Meifod’s vast churchyard


In two previous entries I outlined my attendance at this year’s Early Medieval Wales Archaeology Research Group colloquium in Welshpool here and here. Over 2 days, there were two field trips and 10 presentations, plus a discussion of the future of the early medieval archaeology research framework for Wales.

On the Saturday afternoon outing, we visited the church and churchyard of Meifod, Powys, to see a striking early medieval sculpted stone monument within the south aisle of the church.

The Meifod composite war memorial against the north wall of the church tower – First World War above, Second World War below, and cross with wreaths at the bottom

Meifod’s Church and Churchyard

The church itself is large and it sits in a vast two hectare churchyard that once contained two other churches. Everything seems dwarfed by this vast space; the modern memorials, the war memorial against the large western tower and the visitors.

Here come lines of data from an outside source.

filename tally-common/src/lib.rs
pub mod canonical;
pub mod crypto;
pub mod error;
pub mod message;
pub mod record;

pub use error::ContractError;
pub use message::{
    CallMode, CommitStatus, NodeMessage, PublicKeyBytes, SignatureBytes, TransactionCall,
    TransactionOutcome, TransactionReply, TransactionRequest,
};
pub use record::{Payment, Record, Subject};
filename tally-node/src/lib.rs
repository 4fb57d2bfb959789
pub mod actor;
pub mod config;
pub mod contract;
pub mod store;
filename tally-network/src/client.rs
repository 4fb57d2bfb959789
use crate::common::StreamChannel;

use std::collections::VecDeque;
use std::io::Error;
use std::net::SocketAddr;
use std::time::Duration;

use bytes::Bytes;
use futures::{SinkExt, StreamExt};
use log::{trace, warn};
use tokio::{
    net::TcpStream,
    sync::mpsc::{channel, Receiver, Sender},
    time,
};
use tokio_util::codec::{Framed, LengthDelimitedCodec};

const BUFFER_LIMIT: usize = 1000;

/// A persistent framed connection to a single remote endpoint. Reconnects
/// with exponential backoff and shuts down when the outbound sender is
/// dropped, so the caller releases the connection exactly once.
pub struct Connection {
    remote_addr: SocketAddr,
    inbound: Sender<Bytes>,
    outbound: Receiver<Bytes>,
    buffer: VecDeque<Bytes>,
}

impl Connection {
    pub fn spawn(remote_addr: SocketAddr) -> StreamChannel {
        let (out_sender, outbound) = channel(1000);
        let (inbound, in_receiver) = channel(1000);
        tokio::spawn(async move {
            Self {
                remote_addr,
                inbound,
                outbound,
                buffer: Default::default(),
            }
            .run()
            .await;
        });
        (out_sender, in_receiver)
    }

    async fn run(&mut self) {
        let mut delay = 200;
        let mut retry = 0;
        loop {
            match TcpStream::connect(self.remote_addr).await {
                Ok(stream) => {
                    trace!("connection established with {}", self.remote_addr);
                    delay = 200;
                    retry = 0;
                    match self.exchange(stream).await {
                        Ok(()) => return,
                        Err(e) => warn!("connection to {} dropped: {}", self.remote_addr, e),
                    }
                }
                Err(e) => {
                    warn!(
                        "connect to {} failed after {} retries: {}",
                        self.remote_addr, retry, e
                    );
                    let timer = time::sleep(Duration::from_millis(delay));
                    tokio::pin!(timer);

                    'waiter: loop {
                        tokio::select! {
                            // Wait an increasing delay before reconnecting.
                            () = &mut timer => {
                                delay = std::cmp::min(2 * delay, 60_000);
                                retry += 1;
                                break 'waiter;
                            },
                            // Buffer outgoing frames so the caller is not blocked
                            // while the endpoint is unreachable.
                            maybe = self.outbound.recv() => {
                                match maybe {
                                    Some(frame) => {
                                        self.buffer.push_back(frame);
                                        if self.buffer.len() > BUFFER_LIMIT {
                                            warn!("outbound buffer full, dropping oldest frames");
                                            self.buffer.drain(0..BUFFER_LIMIT / 2);
                                        }
                                    }
                                    None => return,
                                }
                            }
                        }
                    }
                }
            }
        }
    }

    /// Drains buffered frames, then shuttles frames both ways until the
    /// stream errors out or the caller drops its sender. `Ok(())` means a
    /// deliberate shutdown.
    async fn exchange(&mut self, stream: TcpStream) -> Result<(), Error> {
        let (mut writer, mut reader) = Framed::new(stream, LengthDelimitedCodec::new()).split();
        while let Some(frame) = self.buffer.pop_front() {
            writer.send(frame).await?;
        }
        loop {
            tokio::select! {
                maybe = self.outbound.recv() => {
                    match maybe {
                        Some(frame) => {
                            trace!("sending frame to {}", self.remote_addr);
                            writer.send(frame).await?;
                        }
                        None => {
                            writer.close().await.ok();
                            return Ok(());
                        }
                    }
                }
                Some(frame) = reader.next() => {
                    let frame = frame?.freeze();
                    if self.inbound.send(frame).await.is_err() {
                        return Ok(());
                    }
                }
            }
        }
    }
}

What was interesting about our visitor for me was that I did something that came natural to me as a churchyard visitor and yet clearly seemed odd and incongruous to my fellow archaeologists: I explored the most recent cremation memorial ledgers and photographed their location. I was asked by one archaeologist what I was doing and I explained along the lines as follows.

As readers of this blog will know, I am interested in how churchyards have been redesigned or adapted to receive the cremated dead; sometimes by extending existing churchyards and in many other cases by reworking existing areas in the existing churchyard to accommodate gardens of remembrance and plots for cremation memorials. Often, by this re-design, cremation memorials are brought front-and-centre, close to the routes most used by parishioners and visitors into the church.

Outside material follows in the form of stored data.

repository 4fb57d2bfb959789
//! The reference run against a live ledger, as a pure orchestration function:
//! it drives the contract through every call mode and returns one report per
//! step, or fails fast on the first unexpected outcome.

use crate::gateway::{CallError, Gateway};

use anyhow::{bail, Context, Result};
use chrono::{TimeZone, Utc};
use serde_json::Value;

pub struct StepReport {
    pub label: &'static str,
    pub detail: String,
}

fn step(label: &'static str, detail: String) -> StepReport {
    StepReport { label, detail }
}

pub async fn run_scenario(gateway: &Gateway, run_id: &str) -> Result<Vec<StepReport>> {
    let payment_id = format!("payment{run_id}");
    let mut reports = Vec::new();

    gateway.submit("InitLedger", &[]).await?;
    reports.push(step("InitLedger", "sample payments seeded".to_string()));

    for (n, (username, tax_payer_id)) in [("Aldo", "A1"), ("Giovanni", "G1"), ("Giacomo", "G2")]
        .into_iter()
        .enumerate()
    {
        let user_id = format!("subject{run_id}-{n}");
        gateway
            .submit("CreateSubject", &[&user_id, username, tax_payer_id])
            .await?;
        reports.push(step("CreateSubject", format!("created user {username}")));
    }

    let date = Utc
        .with_ymd_and_hms(2023, 6, 2, 0, 0, 0)
        .single()
        .context("invalid sample date")?
        .format("%Y-%m-%dT%H:%M:%S%.3fZ")
        .to_string();
    gateway
        .submit(
            "CreatePayment",
            &[
                &payment_id,
                "ordine15",
                "contanti",
                &date,
                "Tomoko.com",
                "Tomoko",
                "3000",
            ],
        )
        .await?;
    reports.push(step("CreatePayment", format!("created {payment_id}")));

    let listing = gateway.evaluate("GetAllAssets", &[]).await?;
    let listing: Vec<Value> = serde_json::from_slice(&listing)?;
    reports.push(step(
        "GetAllAssets",
        format!("{} records on the ledger", listing.len()),
    ));

    let subjects = gateway.evaluate("GetAllAssets", &["subject"]).await?;
    let subjects: Vec<Value> = serde_json::from_slice(&subjects)?;
    reports.push(step(
        "GetAllAssets",
        format!("{} of them are subjects", subjects.len()),
    ));

    let submitted = gateway
        .submit_async("TransferPayment", &[&payment_id, "Saptha"])
        .await?;
    let previous_owner = String::from_utf8_lossy(submitted.result()).into_owned();
    let status = submitted.status().await?;
    reports.push(step(
        "TransferPayment",
        format!(
            "owner {previous_owner:?} -> \"Saptha\", transaction {} committed",
            status.transaction_id
        ),
    ));

    let payment = gateway.evaluate("ReadPayment", &[&payment_id]).await?;
    let payment: Value = serde_json::from_slice(&payment)?;
    let total = payment
        .get("paymentTotal")
        .and_then(Value::as_f64)
        .context("payment has no paymentTotal")?;
    reports.push(step("ReadPayment", format!("paymentTotal is {total}")));

    // This one must fail inside the contract; the original failure text has
    // to reach us unmodified.
    match gateway
        .submit(
            "UpdatePayment",
            &[
                "payment70",
                "ordine1",
                "POS",
                &date,
                "Tomoko.com",
                "Tomoko",
                "300",
            ],
        )
        .await
    {
        Err(CallError::Contract(message)) => {
            reports.push(step(
                "UpdatePayment",
                format!("caught expected failure: {message}"),
            ));
        }
        Err(other) => return Err(other.into()),
        Ok(_) => bail!("update of a nonexistent payment unexpectedly succeeded"),
    }

    Ok(reports)
}
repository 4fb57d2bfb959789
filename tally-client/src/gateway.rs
//! The gateway: issues named transactions against a ledger node in three
//! modes, each under its own deadline. The framed connection is established
//! once and shared by every call; a deadline that expires abandons only that
//! call and leaves the connection usable.

use tally_common::crypto::{self, Keypair};
use tally_common::message::{
    CallMode, CommitStatus, NodeMessage, TransactionCall, TransactionOutcome, TransactionReply,
    TransactionRequest,
};
use tally_network::client::Connection;

use std::collections::HashMap;
use std::net::SocketAddr;
use std::sync::atomic::{AtomicU64, Ordering};
use std::sync::{Arc, Mutex};
use std::time::Duration;

use borsh::{BorshDeserialize, BorshSerialize};
use bytes::Bytes;
use log::{trace, warn};
use thiserror::Error;
use tokio::sync::mpsc::{Receiver, Sender};
use tokio::sync::oneshot;
use tokio::time::timeout;

#[derive(Debug, Error)]
pub enum CallError {
    /// Contract-level failure text, propagated verbatim from the node.
    #[error("{0}")]
    Contract(String),
    #[error("Transaction {transaction_id} failed to commit with status code {code}")]
    CommitFailed { transaction_id: String, code: i32 },
    #[error("{phase} deadline of {deadline:?} exceeded for transaction {transaction_id}")]
    Timeout {
        phase: &'static str,
        deadline: Duration,
        transaction_id: String,
    },
    #[error("gateway connection closed")]
    Disconnected,
    #[error("request encoding failed: {0}")]
    Encode(String),
}

/// Per-mode deadline budgets.
#[derive(Debug, Clone, Copy)]
pub struct CallOptions {
    pub evaluate_timeout: Duration,
    pub endorse_timeout: Duration,
    pub submit_timeout: Duration,
    pub commit_status_timeout: Duration,
}

impl Default for CallOptions {
    fn default() -> Self {
        Self {
            evaluate_timeout: Duration::from_secs(5),
            endorse_timeout: Duration::from_secs(15),
            submit_timeout: Duration::from_secs(5),
            commit_status_timeout: Duration::from_secs(60),
        }
    }
}

#[derive(Debug)]
struct PendingCall {
    reply: Option<oneshot::Sender<TransactionReply>>,
    commit: Option<oneshot::Sender<CommitStatus>>,
}

type PendingMap = Arc<Mutex<HashMap<String, PendingCall>>>;

pub struct Gateway {
    net_sender: Sender<Bytes>,
    pending: PendingMap,
    keypair: Keypair,
    options: CallOptions,
    run_id: String,
    sequence: AtomicU64,
}

impl Gateway {
    /// Opens the shared connection and starts the frame router. The run id is
    /// injected by the caller and scopes every transaction id of this run.
    pub fn connect(
        node_addr: SocketAddr,
        keypair: Keypair,
        options: CallOptions,
        run_id: String,
    ) -> Self {
        let (net_sender, net_receiver) = Connection::spawn(node_addr);
        let pending: PendingMap = Default::default();
        spawn_router(net_receiver, pending.clone());
        Self {
            net_sender,
            pending,
            keypair,
            options,
            run_id,
            sequence: AtomicU64::new(0),
        }
    }

    /// Read-only call, not sequenced into ledger history.
    pub async fn evaluate(&self, name: &str, args: &[&str]) -> Result<Vec<u8>, CallError> {
        let (transaction_id, reply_rx, _) = self.dispatch(CallMode::Evaluate, name, args, false).await?;
        self.await_reply("evaluate", self.options.evaluate_timeout, transaction_id, reply_rx)
            .await
    }

    /// Write call; blocks until the node has accepted the write for
    /// sequencing. Acceptance is not final commit.
    pub async fn submit(&self, name: &str, args: &[&str]) -> Result<Vec<u8>, CallError> {
        let deadline = self.options.endorse_timeout + self.options.submit_timeout;
        let (transaction_id, reply_rx, _) = self.dispatch(CallMode::Submit, name, args, false).await?;
        self.await_reply("submit", deadline, transaction_id, reply_rx)
            .await
    }

    /// Write call that returns as soon as submission is acknowledged; the
    /// commit outcome is awaited separately on the returned handle.
    pub async fn submit_async(
        &self,
        name: &str,
        args: &[&str],
    ) -> Result<SubmittedTransaction, CallError> {
        let (transaction_id, reply_rx, commit_rx) =
            self.dispatch(CallMode::Submit, name, args, true).await?;
        let result = match self
            .await_reply(
                "submit",
                self.options.submit_timeout,
                transaction_id.clone(),
                reply_rx,
            )
            .await
        {
            Ok(result) => result,
            Err(e) => {
                // A rejected submit never commits, so its commit registration
                // must not outlive the failed call.
                self.pending.lock().unwrap().remove(&transaction_id);
                return Err(e);
            }
        };
        let status = commit_rx.ok_or(CallError::Disconnected)?;
        Ok(SubmittedTransaction {
            transaction_id,
            result,
            status,
            deadline: self.options.commit_status_timeout,
            pending: self.pending.clone(),
        })
    }

    /// Releases the shared connection. Consumes the gateway, so it can only
    /// happen once all borrowed in-flight calls have settled.
    pub fn close(self) {
        drop(self.net_sender);
    }

    fn next_transaction_id(&self) -> String {
        let seq = self.sequence.fetch_add(1, Ordering::Relaxed);
        format!("{}-{}", self.run_id, seq)
    }

    async fn dispatch(
        &self,
        mode: CallMode,
        name: &str,
        args: &[&str],
        want_commit: bool,
    ) -> Result<
        (
            String,
            oneshot::Receiver<TransactionReply>,
            Option<oneshot::Receiver<CommitStatus>>,
        ),
        CallError,
    > {
        let transaction_id = self.next_transaction_id();
        let call = TransactionCall::new(name, args);
        let payload = TransactionRequest::signing_bytes(&transaction_id, mode, &call)
            .map_err(|e| CallError::Encode(e.to_string()))?;
        let signature = crypto::sign(&self.keypair, &payload);
        let request = TransactionRequest {
            transaction_id: transaction_id.clone(),
            mode,
            call,
            requester: self.keypair.public.to_bytes(),
            signature,
        };
        let frame: Bytes = request
            .try_to_vec()
            .map_err(|e| CallError::Encode(e.to_string()))?
            .into();

        let (reply_tx, reply_rx) = oneshot::channel();
        let (commit_tx, commit_rx) = if want_commit {
            let (tx, rx) = oneshot::channel();
            (Some(tx), Some(rx))
        } else {
            (None, None)
        };
        // Register before sending so the reply cannot race the waiter.
        self.pending.lock().unwrap().insert(
            transaction_id.clone(),
            PendingCall {
                reply: Some(reply_tx),
                commit: commit_tx,
            },
        );

        trace!("dispatch {} {} ({:?})", transaction_id, name, mode);
        if self.net_sender.send(frame).await.is_err() {
            self.pending.lock().unwrap().remove(&transaction_id);
            return Err(CallError::Disconnected);
        }
        Ok((transaction_id, reply_rx, commit_rx))
    }

    async fn await_reply(
        &self,
        phase: &'static str,
        deadline: Duration,
        transaction_id: String,
        reply_rx: oneshot::Receiver<TransactionReply>,
    ) -> Result<Vec<u8>, CallError> {
        match timeout(deadline, reply_rx).await {
            Err(_) => {
                // Abandon only this call; later frames for it are dropped by
                // the router and the connection stays usable.
                self.pending.lock().unwrap().remove(&transaction_id);
                Err(CallError::Timeout {
                    phase,
                    deadline,
                    transaction_id,
                })
            }
            Ok(Err(_)) => Err(CallError::Disconnected),
            Ok(Ok(reply)) => match reply.outcome {
                TransactionOutcome::Ok(bytes) => Ok(bytes),
                TransactionOutcome::Err(message) => Err(CallError::Contract(message)),
            },
        }
    }
}

/// Pending-commit handle for an asynchronously submitted write.
#[derive(Debug)]
pub struct SubmittedTransaction {
    transaction_id: String,
    result: Vec<u8>,
    status: oneshot::Receiver<CommitStatus>,
    deadline: Duration,
    pending: PendingMap,
}

impl SubmittedTransaction {
    pub fn transaction_id(&self) -> &str {
        &self.transaction_id
    }

    /// The transaction's immediate result, available before commit.
    pub fn result(&self) -> &[u8] {
        &self.result
    }

    /// Waits for the commit notification. A non-successful status is an
    /// explicit failure, never swallowed.
    pub async fn status(self) -> Result<CommitStatus, CallError> {
        let Self {
            transaction_id,
            status,
            deadline,
            pending,
            ..
        } = self;
        match timeout(deadline, status).await {
            Err(_) => {
                pending.lock().unwrap().remove(&transaction_id);
                Err(CallError::Timeout {
                    phase: "commit status",
                    deadline,
                    transaction_id,
                })
            }
            Ok(Err(_)) => Err(CallError::Disconnected),
            Ok(Ok(status)) => {
                if status.successful {
                    Ok(status)
                } else {
                    Err(CallError::CommitFailed {
                        transaction_id: status.transaction_id,
                        code: status.code,
                    })
                }
            }
        }
    }
}

fn spawn_router(mut net_receiver: Receiver<Bytes>, pending: PendingMap) {
    tokio::spawn(async move {
        while let Some(frame) = net_receiver.recv().await {
            let mut slice = frame.as_ref();
            match NodeMessage::deserialize(&mut slice) {
                Ok(NodeMessage::Reply(reply)) => route_reply(&pending, reply),
                Ok(NodeMessage::Commit(status)) => route_commit(&pending, status),
                Err(e) => warn!("undecodable frame from node: {}", e),
            }
        }
        trace!("node connection closed, router stopping");
    });
}

fn route_reply(pending: &PendingMap, reply: TransactionReply) {
    let waiter = {
        let mut map = pending.lock().unwrap();
        match map.remove(&reply.transaction_id) {
            Some(mut entry) => {
                let waiter = entry.reply.take();
                if entry.commit.is_some() {
                    map.insert(reply.transaction_id.clone(), entry);
                }
                waiter
            }
            None => None,
        }
    };
    match waiter {
        Some(waiter) => {
            waiter.send(reply).ok();
        }
        None => trace!("no waiter for reply {}", reply.transaction_id),
    }
}

fn route_commit(pending: &PendingMap, status: CommitStatus) {
    let waiter = {
        let mut map = pending.lock().unwrap();
        match map.remove(&status.transaction_id) {
            Some(mut entry) => {
                let waiter = entry.commit.take();
                if entry.reply.is_some() {
                    map.insert(status.transaction_id.clone(), entry);
                }
                waiter
            }
            None => None,
        }
    };
    match waiter {
        Some(waiter) => {
            waiter.send(status).ok();
        }
        // Synchronous submits never register a commit waiter.
        None => trace!("no waiter for commit status {}", status.transaction_id),
    }
}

A striking composite memorial in the churchyard

Sundial and Cremation Memorials

Meifod provides a striking example, since by the south door, the 18th-century sundial has been reused as the focus of a cluster of cremation memorials dating to the late 1990s and 2000s.

One might speculate: is there a specific significance linking the sun, the measuring of time, and the commemoration of the contemporary dead? Are the cremations augmenting the sundial as a means of measuring the passing of time and the seasons, linking the interment of ashes to the rhythms of time in the churchyard? Does the sundial allow the cremated dead to be marked by time and mark time?

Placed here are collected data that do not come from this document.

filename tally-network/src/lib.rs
pub mod client;
pub mod common;
pub mod server;
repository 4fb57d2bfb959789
use crate::message::{PublicKeyBytes, SignatureBytes};

use anyhow::{anyhow, Result};
use base64::{engine::general_purpose, Engine};
use ed25519::pkcs8::{DecodePrivateKey, EncodePrivateKey, KeypairBytes};
use ed25519_dalek::{PublicKey, SecretKey, Signature, Signer, Verifier};
pub use ed25519_dalek::Keypair;
use rand::rngs::OsRng;

pub fn generate_keypair() -> Keypair {
    let mut rng = OsRng {};
    Keypair::generate(&mut rng)
}

pub fn keypair_to_pem(keypair: &Keypair) -> Result<String> {
    let kpb = KeypairBytes {
        secret_key: keypair.secret.to_bytes(),
        public_key: Some(keypair.public.to_bytes()),
    };
    let pem = kpb
        .to_pkcs8_pem(pkcs8::LineEnding::LF)
        .map_err(|e| anyhow!("keypair PEM encode failed: {e}"))?;
    Ok(pem.to_string())
}

pub fn keypair_from_pem(pem: &str) -> Result<Keypair> {
    let kpb =
        KeypairBytes::from_pkcs8_pem(pem).map_err(|e| anyhow!("keypair PEM parse failed: {e}"))?;
    let secret = SecretKey::from_bytes(&kpb.secret_key)?;
    let public = match kpb.public_key {
        Some(pubkey) => PublicKey::from_bytes(&pubkey)?,
        None => (&secret).into(),
    };
    Ok(Keypair { secret, public })
}

pub fn publickey_to_base64(pubkey: PublicKeyBytes) -> String {
    general_purpose::STANDARD.encode(pubkey)
}

pub fn publickey_from_base64(b64: &str) -> Result<PublicKeyBytes> {
    let key_vec = general_purpose::STANDARD.decode(b64)?;
    key_vec
        .as_slice()
        .try_into()
        .map_err(|_| anyhow!("public key must be 32 bytes"))
}

pub fn sign(keypair: &Keypair, msg: &[u8]) -> SignatureBytes {
    keypair.sign(msg).to_bytes()
}

pub fn verify(pubkey: PublicKeyBytes, msg: &[u8], signature: &SignatureBytes) -> Result<()> {
    let pubkey = PublicKey::from_bytes(&pubkey)?;
    let signature = Signature::try_from(&signature[..])?;
    pubkey.verify(msg, &signature)?;
    Ok(())
}

#[cfg(test)]
mod tests {
    use super::*;
    use crate::message::{CallMode, TransactionCall, TransactionRequest};

    #[test]
    fn pem_round_trip_preserves_keys() {
        let keypair = generate_keypair();
        let pem = keypair_to_pem(&keypair).unwrap();
        let restored = keypair_from_pem(&pem).unwrap();
        assert_eq!(keypair.public.to_bytes(), restored.public.to_bytes());
        assert_eq!(keypair.secret.to_bytes(), restored.secret.to_bytes());
    }

    #[test]
    fn signed_request_verifies() {
        let keypair = generate_keypair();
        let call = TransactionCall::new("ReadPayment", &["payment1"]);
        let payload =
            TransactionRequest::signing_bytes("run-1-0", CallMode::Evaluate, &call).unwrap();
        let signature = sign(&keypair, &payload);
        verify(keypair.public.to_bytes(), &payload, &signature).unwrap();
    }

    #[test]
    fn tampered_payload_fails_verification() {
        let keypair = generate_keypair();
        let signature = sign(&keypair, b"original");
        assert!(verify(keypair.public.to_bytes(), b"tampered", &signature).is_err());
    }
}
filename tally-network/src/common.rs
use std::net::SocketAddr;

use bytes::Bytes;
use futures::stream::{SplitSink, SplitStream};
use tokio::{
    net::TcpStream,
    sync::mpsc::{Receiver, Sender},
};
use tokio_util::codec::{Framed, LengthDelimitedCodec};

/// Convenient aliases for the two ends of a framed TCP stream.
pub type Writer = SplitSink<Framed<TcpStream, LengthDelimitedCodec>, Bytes>;
pub type Reader = SplitStream<Framed<TcpStream, LengthDelimitedCodec>>;

/// Addressed channel pair used by the server side.
pub type PeerChannel = (Sender<(SocketAddr, Bytes)>, Receiver<(SocketAddr, Bytes)>);
/// Channel pair for a single remote endpoint.
pub type StreamChannel = (Sender<Bytes>, Receiver<Bytes>);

Alternatively, might the link to the sundial be a strategy of forgetting, creating a common locus around which identities of the cremated dead are merged, and natural temporal rhythms in which time itself and the lives of the dead are merged and given a new atemporal structure?

I think the answer might be somewhere in between – neither the measuring of time nor the destruction of time. It might be simply that the sundial offers a ready time-mark in the churchyard space around which the ashes of the recent time can be installed. I’ve called this the cremation switchback: since the recent cremated dead are condensed into a dense collectivity, referencing a range of different established locales within the mortuary geography of the churchyard. The cremated dead neither mark nor deny the passage of time, they augment and revitalise it.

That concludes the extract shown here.